Les Allemands ont compris que les Français vont attaquer. Alors, voici qu’ils déclenchent le barrage général à l’entrée de la plaine, de ce beau champ de blé dans lequel, demain, les mois sonneurs casseront les lames de leurs machines sur des débris humains et des armes tordues.
Messieurs, nous disait autrefois (en mai 40, mais que c’est loin déjà !) le colonel Furioux, bien nommé, commandant le centre d’instruction des E.O.R. de Fontenay-le-Comte, en Vendée, et qui avait fait Verdun : Messieurs, souvenez-vous bien de ceci : on ne traverse pas un barrage général !

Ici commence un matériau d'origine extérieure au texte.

//! Partitioning of records into valid, bad-format, and filtered buckets.

use tracing::debug;

use crate::filter::{self, FilterList, FilterReason, FilterVerdict};
use crate::record::EmailRecord;

/// The three disjoint output buckets of one classification run.
#[derive(Debug, Default)]
pub struct Classification {
    /// Well-formed records from the target year that passed every filter,
    /// sorted ascending by date.
    pub valid: Vec<EmailRecord>,
    /// Records with an invalid date or headers, in encounter order.
    pub bad_format: Vec<EmailRecord>,
    /// Records excluded by year or block-list, sorted ascending by date.
    /// Includes suppressed reasons; see [`Classification::exported_filtered`].
    pub filtered: Vec<EmailRecord>,
}

impl Classification {
    /// The filtered records that actually appear in the filtered export:
    /// staff and wrong-year records are withheld (they still count toward
    /// totals).
    #[must_use]
    pub fn exported_filtered(&self) -> Vec<&EmailRecord> {
        self.filtered
            .iter()
            .filter(|record| {
                record
                    .verdict
                    .reason()
                    .is_none_or(|reason| !reason.suppressed())
            })
            .collect()
    }

    /// Total number of classified records across all buckets.
    #[must_use]
    pub fn total(&self) -> usize {
        self.valid.len() + self.bad_format.len() + self.filtered.len()
    }
}

/// Classifies a batch of records.
///
/// Bucket assignment per record, in this precedence:
///
/// 1. invalid date or headers: bad-format, regardless of anything else;
/// 2. year differs from `year`: filtered, with the synthetic
///    "Incorrect Year" reason carrying the actual year — this wins over any
///    block-list match;
/// 3. block-list match (when `filters` is present): filtered, with the
///    engine's reason and value;
/// 4. otherwise: valid.
///
/// With `filters` absent every record passes by definition and only date,
/// header, and year checks apply.
#[must_use]
pub fn classify(
    records: Vec<EmailRecord>,
    year: i32,
    filters: Option<&FilterList>,
) -> Classification {
    let mut result = Classification::default();

    for record in records {
        if !record.valid_date() || !record.valid_headers {
            result.bad_format.push(record);
            continue;
        }
        if record.year() != Some(year) {
            let value = record.year().map(|y| y.to_string()).unwrap_or_default();
            result.filtered.push(record.with_verdict(FilterVerdict::Failed {
                reason: FilterReason::IncorrectYear,
                value,
            }));
            continue;
        }
        let verdict = filters.map_or(FilterVerdict::Passed, |list| filter::evaluate(&record, list));
        if verdict.is_failed() {
            result.filtered.push(record.with_verdict(verdict));
        } else {
            result.valid.push(record.with_verdict(FilterVerdict::Passed));
        }
    }

    // Chronological output order; bad-format has no reliable sort key and
    // keeps encounter order.
    result.valid.sort_by_key(EmailRecord::parsed_date);
    result.filtered.sort_by_key(EmailRecord::parsed_date);

    debug!(
        valid = result.valid.len(),
        bad_format = result.bad_format.len(),
        filtered = result.filtered.len(),
        "classified records"
    );

    result
}

#[cfg(test)]
#[allow(
    clippy::unwrap_used,
    clippy::redundant_clone,
    clippy::manual_string_new,
    clippy::similar_names
)]
mod tests {
    use super::*;

    fn record(from: &str, date: &str) -> EmailRecord {
        EmailRecord::build("Hi", from, "bob@x.com", date)
    }

    #[test]
    fn test_bad_format_beats_everything() {
        let mut list = FilterList::default();
        list.emails.insert("alice@bad.com".to_string());

        let records = vec![record("alice@bad.com", "not a date")];
        let result = classify(records, 2023, Some(&list));

        assert_eq!(result.bad_format.len(), 1);
        assert!(result.filtered.is_empty());
        // Bad-format records keep their unevaluated verdict
        assert_eq!(result.bad_format[0].verdict, FilterVerdict::Unknown);
    }

    #[test]
    fn test_year_mismatch_beats_filter_match() {
        let mut list = FilterList::default();
        list.emails.insert("alice@bad.com".to_string());

        let records = vec![record("alice@bad.com", "Mon, 2 Jan 2023 10:00:00 +0000")];
        let result = classify(records, 2022, Some(&list));

        assert_eq!(result.filtered.len(), 1);
        assert_eq!(
            result.filtered[0].verdict.reason(),
            Some(FilterReason::IncorrectYear)
        );
        assert_eq!(result.filtered[0].verdict.value(), Some("2023"));
        // Suppressed from the export, still counted
        assert!(result.exported_filtered().is_empty());
        assert_eq!(result.total(), 1);
    }

    #[test]
    fn test_filter_match_lands_in_filtered() {
        let mut list = FilterList::default();
        list.emails.insert("alice@bad.com".to_string());

        let records = vec![record("alice@bad.com", "Mon, 2 Jan 2023 10:00:00 +0000")];
        let result = classify(records, 2023, Some(&list));

        assert_eq!(result.filtered.len(), 1);
        assert_eq!(result.filtered[0].verdict.reason(), Some(FilterReason::Email));
        assert_eq!(result.exported_filtered().len(), 1);
    }

    #[test]
    fn test_disabled_filtering_passes_everything() {
        let records = vec![record("alice@bad.com", "Mon, 2 Jan 2023 10:00:00 +0000")];
        let result = classify(records, 2023, None);

        assert_eq!(result.valid.len(), 1);
        assert_eq!(result.valid[0].verdict, FilterVerdict::Passed);
    }

    #[test]
    fn test_staff_suppressed_but_counted() {
        let mut list = FilterList::default();
        list.staff.insert("carol@org.example".to_string());

        let records = vec![record("carol@org.example", "Mon, 2 Jan 2023 10:00:00 +0000")];
        let result = classify(records, 2023, Some(&list));

        assert_eq!(result.filtered.len(), 1);
        assert_eq!(result.filtered[0].verdict.reason(), Some(FilterReason::Staff));
        assert!(result.exported_filtered().is_empty());
    }

    #[test]
    fn test_valid_bucket_sorted_by_date() {
        let records = vec![
            record("a@x.com", "Wed, 4 Jan 2023 10:00:00 +0000"),
            record("b@x.com", "Mon, 2 Jan 2023 10:00:00 +0000"),
            record("c@x.com", "Tue, 3 Jan 2023 10:00:00 +0000"),
        ];
        let result = classify(records, 2023, None);

        let order: Vec<_> = result
            .valid
            .iter()
            .map(|r| r.from_email.as_str())
            .collect();
        assert_eq!(order, ["b@x.com", "c@x.com", "a@x.com"]);
    }

    #[test]
    fn test_idempotent() {
        let records = vec![
            record("a@x.com", "Wed, 4 Jan 2023 10:00:00 +0000"),
            record("b@x.com", "bogus"),
            record("c@x.com", "Tue, 3 Jan 2022 10:00:00 +0000"),
        ];
        let first = classify(records.clone(), 2023, None);
        let second = classify(records, 2023, None);

        let emails = |bucket: &[EmailRecord]| {
            bucket.iter().map(|r| r.from_email.clone()).collect::<Vec<_>>()
        };
        assert_eq!(emails(&first.valid), emails(&second.valid));
        assert_eq!(emails(&first.bad_format), emails(&second.bad_format));
        assert_eq!(emails(&first.filtered), emails(&second.filtered));
    }
}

C’est pourtant ce que vont faire les hommes du 24e Bataillon de Marche, et plus précisément mes deux sections de tête, car telle est leur mission : franchir le champ de blé, puis attaquer et prendre les positions ennemies de Torre Alfina.
C’est clair, c’est simple, il n’y a pas de problème, pas de manœuvre compliquée, pas de mouvement tournant, pas de débordement par les ailes, rien, rien, rien qu’une avance frontale, d’un point à un autre, en droite ligne. Il suffit de traverser le barrage. Avant, pas de barrage. Après, plus de barrage. Ce n’est pas difficile : tu pars, tu franchis le barrage, et tu ressors de l’autre côté, au bout du champ de blé. Tu ressors, c’est-à-dire, si ce n’est pas ton heure…
Pas de problème, pour le commandement du moins. Car pour toi, biffin, petit sous-lieutenant d’Infanterie de Marine, il y en a tout de même un : il s’agit de franchir ce barrage d’artillerie, en entraînant tes hommes derrière toi. Il vous faudra traverser ce magnifique champ de blé, sur lequel tombent des milliers d’obus, avec l’espoir de passer entre les éclats, en calculant le temps très court qui s’écoule entre deux salves.
J’ai quatre-vingts tirailleurs et gradés sous mes ordres, ce matin-là. Plus d’une demi-compagnie. Mais tout à l’heure nous serons moins nombreux. Moi je suis couché sur la lisière du champ de blé, au défilement d’un fossé, et je puis les voir, mes Saras et mes Adjeraïs, du moins les plus proches, à ma droite, à ma gauche. Comme moi, ils sont allongés à l’abri des épis, le fusil ou la mitraillette à la main, le casque anglais solidement tenu par la jugulaire, le regard attentif et impassible. Ils sont prêts à bondir sur mon ordre, et je retrouve alors ce sentiment grisant du petit chef, seul sur la ligne de départ, avec une poignée de voltigeurs, face à l’ennemi qui attend.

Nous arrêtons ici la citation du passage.